The Paradoxical World of Self-Improvement

Some advice you’ve heard is probably ‘be confident’. Other times you’re told ‘be humble’. You’re told to ‘trust your intuition’ and ‘go with the facts’. You’re told to ‘engage your followers every day’ and ‘be mysterious and use the principle of scarcity’. We are given tons of nuggets of wisdom like these all the time in the self-improvement world. What I wanted to do here is look at just these three opposing suggestions to understand more about which pieces of advice to take, when and how.

Confidence vs Humility

Confidence is a proven success strategy in influence. When you are confident, people are more likely to believe you. Even before they have established your actual credibility, your confidence persuades them massively. There are a number of very successful politicians throughout history who oozed confidence despite being a little out of their depth. Nonetheless, they held huge support because people believed as a result of their belief.

Humility and modesty are very highly valued in most cultures. Not needing to tell others how great you are and showing your flawed, human side is greatly revered and appreciated. People are more likeable the humbler they are which, in turn, makes them more persuasive. So, how to we reconcile these two?

Being confident means that you express how sure you are of what you are saying or communicating. You can, at the same time, be just as confident about any weaknesses or flaws you might have. By doing this, you are showing both sides of yourself to others. Furthermore, some audiences have their guard up because they are thinking of you as potentially arrogant. With those people, leaning into your modesty is crucial. With audiences that are evaluating how much you know what you are talking about leaning into your confidence is more important.

Your Intuition vs The Facts

Going with your intuition is an age old strategy for making many decisions. There are millions out there that will mercilessly defend their ‘gut’ and its wisdom in helping them to make the decisions they’ve made. Indeed, this can sometimes be more accurate than a longer, more analytical process.

Most people will agree that facts and logic are the best things that you can use if you want to understand what’s going on and what is the best decision in a certain situation. How do we bring these two pieces of advice together?

Your gut feeling tends to be quite accurate however, your other feelings are often mistaken for your gut. It’s important to use facts and evidence available to evaluate how likely your gut feeling is accurate or not. It’s also important to ask yourself if there are other factors that are influencing or attempting to influence your feelings connected to the decision. For example, if there is a lot at stake then it’s going to be harder to understand what is and isn’t a gut response.

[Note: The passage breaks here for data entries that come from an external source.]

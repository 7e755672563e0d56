use crate::{
    cli::{
        command::{Cli, Command, Commands},
        messages, render, signal,
    },
    domain::ContactBook,
    errors::AppError,
    store::JsonStore,
    task::Task,
    telemetry,
};
use clap::Parser;
use dotenv::dotenv;
use std::io::{self, BufRead, Write};
use tracing::{debug, warn};

/// Whether the loop keeps reading after a command.
#[derive(Debug, PartialEq, Eq)]
pub enum Flow {
    Continue,
    Quit,
}

/// The interactive loop over one contact book.
pub struct Session<R, W> {
    book: ContactBook,
    input: R,
    output: W,
}

impl<R: BufRead, W: Write> Session<R, W> {
    pub fn new(book: ContactBook, input: R, output: W) -> Self {
        Self {
            book,
            input,
            output,
        }
    }

    pub fn book(&self) -> &ContactBook {
        &self.book
    }

    pub fn into_parts(self) -> (ContactBook, W) {
        (self.book, self.output)
    }

    /// Runs until `exit` or end of input. Ctrl-C is handled by `signal`.
    pub fn run(&mut self) -> Result<(), AppError> {
        writeln!(self.output, "{}", messages::BANNER)?;

        loop {
            let Some(line) = self.prompt(messages::PROMPT)? else {
                return self.leave().map(|_| ());
            };

            let Some(command) = Command::parse(&line) else {
                continue;
            };
            debug!(?command, "dispatching");

            if self.dispatch(command)? == Flow::Quit {
                return Ok(());
            }
        }
    }

    pub fn dispatch(&mut self, command: Command) -> Result<Flow, AppError> {
        match command {
            Command::Add => self.add(),
            Command::List => self.list(),
            Command::Find(query) => self.find(query),
            Command::Delete(target) => self.delete(target),
            Command::Update(target) => self.update(target),
            Command::Exit => {
                writeln!(self.output, "{}", messages::GOODBYE)?;
                Ok(Flow::Quit)
            }
            Command::Unknown(word) => {
                debug!(word = %word, "unknown command");
                writeln!(self.output, "{}", messages::UNKNOWN_COMMAND)?;
                Ok(Flow::Continue)
            }
        }
    }

    fn add(&mut self) -> Result<Flow, AppError> {
        let Some(name) = self.prompt(messages::ASK_NAME)? else {
            return self.leave();
        };
        let Some(number) = self.prompt(messages::ASK_NUMBER)? else {
            return self.leave();
        };

        match self.book.add(&name, &number).map(|_| ()) {
            Ok(_) => {
                self.persist()?;
                writeln!(self.output, "{}", messages::SAVED)?;
            }
            Err(err) => {
                debug!(error = %err, "contact rejected");
                writeln!(self.output, "{}", messages::error_line(&err))?;
            }
        }
        Ok(Flow::Continue)
    }

    fn list(&mut self) -> Result<Flow, AppError> {
        writeln!(self.output, "{}", render::contact_table(self.book.contacts()))?;
        Ok(Flow::Continue)
    }

    fn find(&mut self, query: Option<String>) -> Result<Flow, AppError> {
        if self.book.is_empty() {
            writeln!(self.output, "{}", messages::EMPTY_BOOK)?;
            return Ok(Flow::Continue);
        }

        let query = match query {
            Some(query) => query,
            None => match self.prompt(messages::ASK_QUERY)? {
                Some(query) => query,
                None => return self.leave(),
            },
        };

        let needle = query.trim().to_lowercase();
        if needle.is_empty() {
            writeln!(self.output, "{}", messages::EMPTY_QUERY)?;
            return Ok(Flow::Continue);
        }

        let results = self.book.find(&needle);
        if results.is_empty() {
            writeln!(self.output, "{}", messages::NOTHING_FOUND)?;
        } else {
            writeln!(self.output, "{}", messages::found(results.len()))?;
            writeln!(self.output, "{}", render::contact_table(results))?;
        }
        Ok(Flow::Continue)
    }

    fn delete(&mut self, target: Option<String>) -> Result<Flow, AppError> {
        let Some(raw) = self.target_or_prompt(target, messages::ASK_DELETE_ID)? else {
            return self.leave();
        };

        let removed = self
            .book
            .resolve_index(&raw)
            .and_then(|index| self.book.delete(index));

        match removed {
            Ok(contact) => {
                self.persist()?;
                writeln!(self.output, "{}", messages::deleted(&contact.name))?;
            }
            Err(err) => writeln!(self.output, "{}", messages::error_line(&err))?,
        }
        Ok(Flow::Continue)
    }

    fn update(&mut self, target: Option<String>) -> Result<Flow, AppError> {
        let Some(raw) = self.target_or_prompt(target, messages::ASK_UPDATE_ID)? else {
            return self.leave();
        };

        let index = match self.book.resolve_index(&raw) {
            Ok(index) => index,
            Err(err) => {
                writeln!(self.output, "{}", messages::error_line(&err))?;
                return Ok(Flow::Continue);
            }
        };

        let current = &self.book.contacts()[index];
        writeln!(
            self.output,
            "{}",
            messages::editing(&current.name, &current.number)
        )?;

        let Some(new_name) = self.prompt(messages::ASK_NEW_NAME)? else {
            return self.leave();
        };
        let Some(new_number) = self.prompt(messages::ASK_NEW_NUMBER)? else {
            return self.leave();
        };

        match self.book.update(index, &new_name, &new_number) {
            Ok(true) => {
                self.persist()?;
                writeln!(self.output, "{}", messages::UPDATED)?;
            }
            Ok(false) => writeln!(self.output, "{}", messages::NO_CHANGES)?,
            Err(err) => writeln!(self.output, "{}", messages::error_line(&err))?,
        }
        Ok(Flow::Continue)
    }

    /// Saves the book. A failed save is reported, memory keeps the change.
    fn persist(&mut self) -> Result<(), AppError> {
        if let Err(err) = self.book.save() {
            warn!(error = %err, "saving contacts failed");
            writeln!(self.output, "{}", messages::save_failure(&err))?;
        }
        Ok(())
    }

    fn target_or_prompt(
        &mut self,
        target: Option<String>,
        question: &str,
    ) -> Result<Option<String>, AppError> {
        match target {
            Some(target) => Ok(Some(target)),
            None => self.prompt(question),
        }
    }

    /// Shows `question` and reads one trimmed line. `None` means input is over.
    fn prompt(&mut self, question: &str) -> Result<Option<String>, AppError> {
        write!(self.output, "{}", question)?;
        self.output.flush()?;

        let mut line = String::new();
        match self.input.read_line(&mut line) {
            Ok(0) => Ok(None),
            Ok(_) => Ok(Some(line.trim().to_string())),
            Err(err) => Err(err.into()),
        }
    }

    fn leave(&mut self) -> Result<Flow, AppError> {
        writeln!(self.output, "{}", messages::LEAVING)?;
        Ok(Flow::Quit)
    }
}

pub fn run_app() -> Result<(), AppError> {
    dotenv().ok();
    let cli = Cli::parse();
    telemetry::init();

    match cli.command {
        Some(Commands::Task { title, done }) => run_task(title, done),
        None => {
            let store = JsonStore::new(cli.storage_path);
            let book = ContactBook::open(Box::new(store));

            signal::leave_on_interrupt()?;

            // Stdout stays unlocked between writes so the interrupt thread can print.
            let stdin = io::stdin();
            let mut session = Session::new(book, stdin.lock(), io::stdout());
            session.run()
        }
    }
}

fn run_task(title: String, done: bool) -> Result<(), AppError> {
    let mut task = Task::new(title)?;

    if done {
        let outcome = task.complete();
        println!("{}", outcome.message(&task));
    }
    println!("{}", task);
    Ok(())
}

#[cfg(test)]
mod tests {
    use super::*;
    use crate::domain::Contact;
    use crate::store::MemStore;
    use std::io::Cursor;

    fn run_with(contacts: Vec<Contact>, input: &str) -> Result<(String, MemStore, Vec<Contact>), AppError> {
        let store = MemStore::with_contacts(contacts);
        let book = ContactBook::open(Box::new(store.clone()));

        let mut session = Session::new(book, Cursor::new(input.to_string()), Vec::new());
        session.run()?;

        let (book, output) = session.into_parts();
        let text = String::from_utf8(output).expect("output is UTF-8");
        Ok((text, store, book.contacts().to_vec()))
    }

    #[test]
    fn banner_and_exit() -> Result<(), AppError> {
        let (out, store, _) = run_with(vec![], "exit\nlist\n")?;

        assert!(out.starts_with("\n=== ТЕЛЕФОННАЯ КНИГА ==="));
        assert!(out.trim_end().ends_with("Пока!"));
        assert!(!out.contains("Список контактов пуст."));
        assert_eq!(store.save_count(), 0);
        Ok(())
    }

    #[test]
    fn end_of_input_says_goodbye() -> Result<(), AppError> {
        let (out, _, _) = run_with(vec![], "\n\n")?;

        assert!(out.ends_with("\nВыход...\n"));
        Ok(())
    }

    #[test]
    fn unknown_command_is_reported() -> Result<(), AppError> {
        let (out, _, _) = run_with(vec![], "jump\nexit\n")?;

        assert!(out.contains("Неизвестная команда."));
        Ok(())
    }

    #[test]
    fn add_persists_and_confirms() -> Result<(), AppError> {
        let (out, store, contacts) = run_with(vec![], "add\n Ann \n123\nexit\n")?;

        assert!(out.contains("Введите Имя: Введите Номер: Контакт сохранен."));
        assert_eq!(contacts, vec![Contact::new("Ann", "123")]);
        assert_eq!(store.data(), contacts);
        assert_eq!(store.save_count(), 1);
        Ok(())
    }

    #[test]
    fn add_with_empty_name_is_rejected() -> Result<(), AppError> {
        let (out, store, contacts) = run_with(vec![], "add\n\n123\nexit\n")?;

        assert!(out.contains("Ошибка: Имя не может быть пустым!"));
        assert!(contacts.is_empty());
        assert_eq!(store.save_count(), 0);
        Ok(())
    }

    #[test]
    fn add_with_letters_in_number_is_rejected() -> Result<(), AppError> {
        let (out, _, contacts) = run_with(vec![], "add\nAnn\n12ab\nexit\n")?;

        assert!(out.contains("Ошибка: Номер обязателен и должен содержать только цифры!"));
        assert!(contacts.is_empty());
        Ok(())
    }

    #[test]
    fn add_then_delete_reports_name() -> Result<(), AppError> {
        let (out, store, contacts) = run_with(vec![], "add\nAnn\n123\ndelete 0\nexit\n")?;

        assert!(out.contains("Контакт 'Ann' удален."));
        assert!(contacts.is_empty());
        assert!(store.data().is_empty());
        assert_eq!(store.save_count(), 2);
        Ok(())
    }

    #[test]
    fn delete_prompts_for_id_and_checks_it() -> Result<(), AppError> {
        let contacts = vec![Contact::new("Ann", "123")];
        let (out, store, left) = run_with(contacts, "delete\nabc\ndelete 5\ndelete -1\nexit\n")?;

        assert!(out.contains("Введите ID контакта для удаления: Ошибка: ID должен быть числом!"));
        assert_eq!(out.matches("Ошибка: Неверный ID.").count(), 2);
        assert_eq!(left.len(), 1);
        assert_eq!(store.save_count(), 0);
        Ok(())
    }

    #[test]
    fn list_shows_table() -> Result<(), AppError> {
        let contacts = vec![Contact::new("Ann", "123")];
        let (out, _, _) = run_with(contacts, "list\nexit\n")?;

        assert!(out.contains("0    | Ann                  | 123            "));
        Ok(())
    }

    #[test]
    fn find_is_case_insensitive_and_renumbers() -> Result<(), AppError> {
        let contacts = vec![Contact::new("Bob", "456"), Contact::new("Ann", "123")];
        let (out, _, _) = run_with(contacts, "find AN\nexit\n")?;

        assert!(out.contains("\nНайдено совпадений: 1\n"));
        assert!(out.contains("0    | Ann"));
        assert!(!out.contains("Bob                  |"));
        Ok(())
    }

    #[test]
    fn find_short_circuits() -> Result<(), AppError> {
        let (out, _, _) = run_with(vec![], "find ann\nexit\n")?;
        assert!(out.contains("Телефонная книга пуста. Искать негде."));

        let contacts = vec![Contact::new("Ann", "123")];
        let (out, _, _) = run_with(contacts, "find\n   \nfind zed\nexit\n")?;
        assert!(out.contains("Поиск: Пустой запрос."));
        assert!(out.contains("Ничего не найдено."));
        Ok(())
    }

    #[test]
    fn update_replaces_supplied_fields() -> Result<(), AppError> {
        let contacts = vec![Contact::new("Ann", "123")];
        let (out, store, left) = run_with(contacts, "update 0\nAnna\n\nexit\n")?;

        assert!(out.contains("Редактируем: Ann | 123"));
        assert!(out.contains("Контакт успешно обновлен."));
        assert_eq!(left, vec![Contact::new("Anna", "123")]);
        assert_eq!(store.save_count(), 1);
        Ok(())
    }

    #[test]
    fn update_with_bad_number_aborts() -> Result<(), AppError> {
        let contacts = vec![Contact::new("Ann", "123")];
        let (out, store, left) = run_with(contacts, "update\n0\nAnna\n12x\nexit\n")?;

        assert!(out.contains("Ошибка: Номер должен содержать только цифры! Изменение отменено."));
        assert_eq!(left, vec![Contact::new("Ann", "123")]);
        assert_eq!(store.save_count(), 0);
        Ok(())
    }

    #[test]
    fn update_without_changes() -> Result<(), AppError> {
        let contacts = vec![Contact::new("Ann", "123")];
        let (out, store, _) = run_with(contacts, "update 0\n\n\nexit\n")?;

        assert!(out.contains("Изменений нет."));
        assert_eq!(store.save_count(), 0);
        Ok(())
    }

    #[test]
    fn end_of_input_inside_prompt_leaves_without_change() -> Result<(), AppError> {
        let (out, store, contacts) = run_with(vec![], "add\nAnn\n")?;

        assert!(out.ends_with("\nВыход...\n"));
        assert!(contacts.is_empty());
        assert_eq!(store.save_count(), 0);
        Ok(())
    }

    #[test]
    fn failed_save_is_reported_and_memory_keeps_change() -> Result<(), AppError> {
        let store = MemStore::failing(std::io::ErrorKind::PermissionDenied);
        let book = ContactBook::open(Box::new(store));
        let mut session = Session::new(book, Cursor::new("add\nAnn\n123\nexit\n"), Vec::new());

        session.run()?;

        assert_eq!(session.book().contacts(), &[Contact::new("Ann", "123")]);
        let (_, output) = session.into_parts();
        let out = String::from_utf8(output).expect("output is UTF-8");
        assert!(out.contains("Ошибка: Нет прав на запись в этот файл.\nКонтакт сохранен."));
        Ok(())
    }
}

So, evaluate if your feelings are really what you ‘sense’ is the right thing to do or if you are influenced by your fears or desires. Also combine both your gut and logical reasoning to come to any conclusion.

Engagement vs Scarcity

Particularly with regard to social media, we are told that we need to engage, engage, engage. The benefits of this is obvious: the more you engage with them, the deeper a relationship you build with your audience.  There is, however, the other piece of advice given on not making yourself too accessible as people tend to value most what is hard to get. How to we understand this discrepancy?

If you wanted to market something that was scarce and hard to get, how would you do it? Well, the art is to make people know as much as possible about how scarce it is. In order to do this, you need to engage as much as possible at one level. Give people an opportunity to see your uniqueness and get to know you. Provide super value for them. Then, offer the opportunity to get really unique, advanced, high value offerings to a select group of people. This maintains the scarcity factor to some extent as you are making a level of contact with you scarce while engaging regularly at a less deep level. 

These are just some examples that may be helpful in navigating your way through the many paradoxes inherent in the self-improvement industry. Hope you find them useful.